5. Suggestions on sharing and archiving of software.

The management and sharing of software and code is a critical next step for increasing the transparency of research and upholding research integrity. We applaud NASA on including this component of open science in their plan for updating their public access plan.

ARL recommends:

  • NASA clearly defines what falls under the software sharing and archiving plan requirements. Within the course of a research project code may be written and used for simple tasks such as sorting or otherwise cleaning data. This type of code may be redundant to other code already available in the community and not be highly related to the scientific research outcomes of the grant. It is unclear if as it is currently written, this type of code would need to be shared.
  • With respect to copyrighted software, NASA share with investigators the “Code of Best Practices for Fair Use in Software Preservation,” which provides clear guidance on the legality of archiving legacy software to ensure continued access to digital files of all kinds.
  • NASA requires not only the sharing of software code, but the documentation necessary to properly use and execute the code. Much like curation is necessary to understand research data associated with a project, documentation and code markup is critical for understanding and running code. We recommend NASA partner with institutions, libraries, and scholarly societies to provide training, education, and best practices for code documentation and the use of tools to reduce administrative burden.
  • NASA consider the software management plan as iterative and something that may be updated. It may be difficult for researchers to know before the research project has begun what software may be created or used. Allowing updates will ensure software management plans reflect the current research direction and methods. Additionally, we suggest that NASA encourage researchers to adopt PIDs in their software management plans to allow for connections to other research outputs (data, articles, etc.) and specific authors, institutions, and resources.

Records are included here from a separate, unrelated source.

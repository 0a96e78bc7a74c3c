//! Route manifests.
//!
//! A manifest lists route files and optionally configures the navigators of
//! layout directories:
//!
//! ```toml
//! routes = ["_layout", "index", "blog/_layout", "blog/index", "blog/[slug]"]
//!
//! [flags]
//! prevent_layout_remounting = true
//!
//! [navigators."/blog"]
//! router = "single-active"
//! initial_route_name = "[slug]"
//! screen_options = { title = "Blog" }
//!
//! [[navigators."/blog".screens]]
//! name = "[slug]"
//! options = { title = "Post" }
//! ```
//!
//! Layouts with a navigator entry render an explicit navigator around a
//! heading and a slot; other layouts render the heading and a bare slot.
//! Every route renders a one-line text view naming itself.

use std::collections::BTreeMap;
use std::path::Path;
use std::sync::Arc;

use serde::Deserialize;
use slotnav_core::config::{LAYOUT_ROUTE, PATH_SEPARATOR};
use slotnav_core::host::{Element, NavigatorProps};
use slotnav_core::{
    ContextKey, FlagSet, NavigatorConfig, Params, RouteNode, RouteTree, RouterHandle, Screen,
    ScreenOptions, router,
};

use crate::error::ManifestError;

/// Element type the CLI renders.
pub type TextElement = Element<String>;

#[derive(Debug, Clone, Deserialize)]
#[serde(deny_unknown_fields)]
pub struct Manifest {
    pub routes: Vec<String>,
    #[serde(default)]
    pub flags: FlagSet,
    /// Navigator configuration keyed by context key.
    #[serde(default)]
    pub navigators: BTreeMap<String, NavigatorSpec>,
}

#[derive(Debug, Clone, Copy, Default, PartialEq, Eq, Deserialize)]
#[serde(rename_all = "kebab-case")]
pub enum RouterKind {
    #[default]
    Stack,
    SingleActive,
}

impl RouterKind {
    pub fn handle(self) -> RouterHandle {
        match self {
            RouterKind::Stack => router::stack(),
            RouterKind::SingleActive => router::single_active(),
        }
    }
}

#[derive(Debug, Clone, Default, Deserialize)]
#[serde(default, deny_unknown_fields)]
pub struct NavigatorSpec {
    pub initial_route_name: Option<String>,
    pub router: RouterKind,
    pub screen_options: ScreenOptions,
    pub screens: Vec<ScreenSpec>,
}

#[derive(Debug, Clone, Deserialize)]
#[serde(deny_unknown_fields)]
pub struct ScreenSpec {
    pub name: String,
    #[serde(default)]
    pub options: ScreenOptions,
    pub initial_params: Option<Params>,
    /// Text for a screen with no route file of its own.
    pub view: Option<String>,
}

impl Manifest {
    pub fn load(path: &Path) -> Result<Self, ManifestError> {
        let source = std::fs::read_to_string(path).map_err(|source| ManifestError::Read {
            path: path.to_path_buf(),
            source,
        })?;
        Self::from_toml_str(&source)
    }

    pub fn from_toml_str(source: &str) -> Result<Self, ManifestError> {
        let manifest: Manifest = toml::from_str(source)?;
        if manifest.routes.is_empty() {
            return Err(ManifestError::Empty);
        }
        Ok(manifest)
    }

    /// Navigator configuration for `context_key`, matching keys after normalization.
    pub fn navigator(&self, context_key: &ContextKey) -> Option<&NavigatorSpec> {
        self.navigators
            .iter()
            .find(|(key, _)| ContextKey::from(key.as_str()) == *context_key)
            .map(|(_, spec)| spec)
    }

    /// Builds the renderable route tree.
    pub fn tree(&self) -> Arc<RouteNode<TextElement>> {
        let mut tree = RouteTree::new();
        for path in &self.routes {
            let (dir, file) = match path.rsplit_once(PATH_SEPARATOR) {
                Some((dir, file)) => (dir, file),
                None => ("", path.as_str()),
            };

            if file == LAYOUT_ROUTE {
                let context_key = ContextKey::from(dir);
                let spec = self.navigator(&context_key).cloned();
                tree.insert(
                    path,
                    Arc::new(move || layout_element(&context_key, spec.as_ref())),
                );
            } else {
                let text = format!("page {}", path);
                tree.insert(path, Arc::new(move || Element::view(text.clone())));
            }
        }
        tree.build()
    }
}

impl NavigatorSpec {
    pub fn config(&self) -> NavigatorConfig {
        NavigatorConfig {
            initial_route_name: self.initial_route_name.clone(),
            screen_options: self.screen_options.clone(),
            router: Some(self.router.handle()),
        }
    }

    pub fn screens(&self) -> Vec<Screen<TextElement>> {
        self.screens.iter().map(ScreenSpec::screen).collect()
    }

    fn props(&self) -> NavigatorProps<String> {
        let mut props = NavigatorProps::new();
        props.config = self.config();
        self.screens()
            .into_iter()
            .fold(props, NavigatorProps::screen)
    }
}

impl ScreenSpec {
    pub fn screen(&self) -> Screen<TextElement> {
        let mut screen = Screen::new(self.name.clone()).options(self.options.clone());
        if let Some(params) = &self.initial_params {
            screen = screen.initial_params(params.clone());
        }
        if let Some(text) = &self.view {
            let text = text.clone();
            screen = screen.render(move || Element::view(text.clone()));
        }
        screen
    }
}

fn layout_element(context_key: &ContextKey, spec: Option<&NavigatorSpec>) -> TextElement {
    let heading = Element::view(format!("layout {}", context_key));
    match spec {
        Some(spec) => {
            let props = spec.props().child(heading).child(Element::slot());
            Element::navigator(props)
        }
        None => Element::fragment([heading, Element::slot()]),
    }
}
//! Utility modules for the web entry point.
//!
//! - [`console`] - `tracing` layer that writes to the browser console

pub mod console;
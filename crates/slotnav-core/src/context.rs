//! Canonical identity of a navigator's position in the route tree.

use std::fmt;
use std::sync::Arc;

use serde::{Serialize, Serializer};

use crate::config::{PATH_SEPARATOR, ROOT_CONTEXT_KEY};
use crate::route::RouteNode;

/// Position of a navigator in the route tree (`"/"`, `"/blog"`, `"/(tabs)/settings"`).
///
/// Keys are derived from path segments only, so two distinct positions never
/// share a key and a position keeps its key across render passes. Cloning is
/// an `Arc` bump.
#[derive(Clone, PartialEq, Eq, Hash, PartialOrd, Ord)]
pub struct ContextKey(Arc<str>);

impl ContextKey {
    /// Key of the route tree root.
    pub fn root() -> Self {
        Self(Arc::from(ROOT_CONTEXT_KEY))
    }

    /// Builds a key from path segments. Empty segments are skipped.
    pub fn from_segments<I, S>(segments: I) -> Self
    where
        I: IntoIterator<Item = S>,
        S: AsRef<str>,
    {
        let mut key = String::new();
        for segment in segments {
            let segment = segment.as_ref();
            if segment.is_empty() {
                continue;
            }
            key.push(PATH_SEPARATOR);
            key.push_str(segment);
        }

        if key.is_empty() {
            Self::root()
        } else {
            Self(Arc::from(key))
        }
    }

    /// Key of a child position, one or more segments below this one.
    pub fn child(&self, name: &str) -> Self {
        Self::from_segments(self.segments().chain(name.split(PATH_SEPARATOR)))
    }

    #[inline]
    pub fn as_str(&self) -> &str {
        &self.0
    }

    #[inline]
    pub fn is_root(&self) -> bool {
        &*self.0 == ROOT_CONTEXT_KEY
    }

    /// Path segments below the root, outermost first.
    pub fn segments(&self) -> impl Iterator<Item = &str> {
        self.0.split(PATH_SEPARATOR).filter(|s| !s.is_empty())
    }
}

impl From<&str> for ContextKey {
    fn from(path: &str) -> Self {
        Self::from_segments(path.split(PATH_SEPARATOR))
    }
}

impl fmt::Display for ContextKey {
    fn fmt(&self, f: &mut fmt::Formatter<'_>) -> fmt::Result {
        f.write_str(&self.0)
    }
}

impl fmt::Debug for ContextKey {
    fn fmt(&self, f: &mut fmt::Formatter<'_>) -> fmt::Result {
        write!(f, "ContextKey({:?})", &*self.0)
    }
}

impl Serialize for ContextKey {
    fn serialize<S: Serializer>(&self, serializer: S) -> Result<S::Ok, S::Error> {
        serializer.serialize_str(&self.0)
    }
}

/// Resolves the context key for the ambient route scope.
///
/// Outside any route scope the root key is returned.
pub fn resolve_context_key<T>(route: Option<&RouteNode<T>>) -> ContextKey {
    route.map_or_else(ContextKey::root, |node| node.context_key().clone())
}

We look forward to continued engagement with NASA during the development of the agency’s public access plan. We are happy to work with NASA to identify ARL member institutions to participate in conversations regarding any of these specific topics. Please feel free to contact me or my colleague Cynthia Hudson Vitale, Director of Science Policy and Scholarship (cvitale@arl.org), with any questions about these comments.

Sincerely,

Mary Lee Kennedy
Executive Director
Association of Research Libraries

Endnotes

[1] According to cOAlition S funders, “In the two years or so since this [rights retention] approach was introduced by many cOAlition S funders, [the funders] are only aware of one example where a publisher rejected a manuscript due to the existence of a prior licence.” Making Full and Immediate Open Access a Reality, cOAlition S, April 11, 2023.

[2] Implementing Effective Data Practices: Stakeholder Recommendations for Collaborative Research Support, Association of Research Libraries (ARL), California Digital Library, Association of American Universities (AAU), and Association of Public and Land-grant Universities (APLU), September 23, 2020.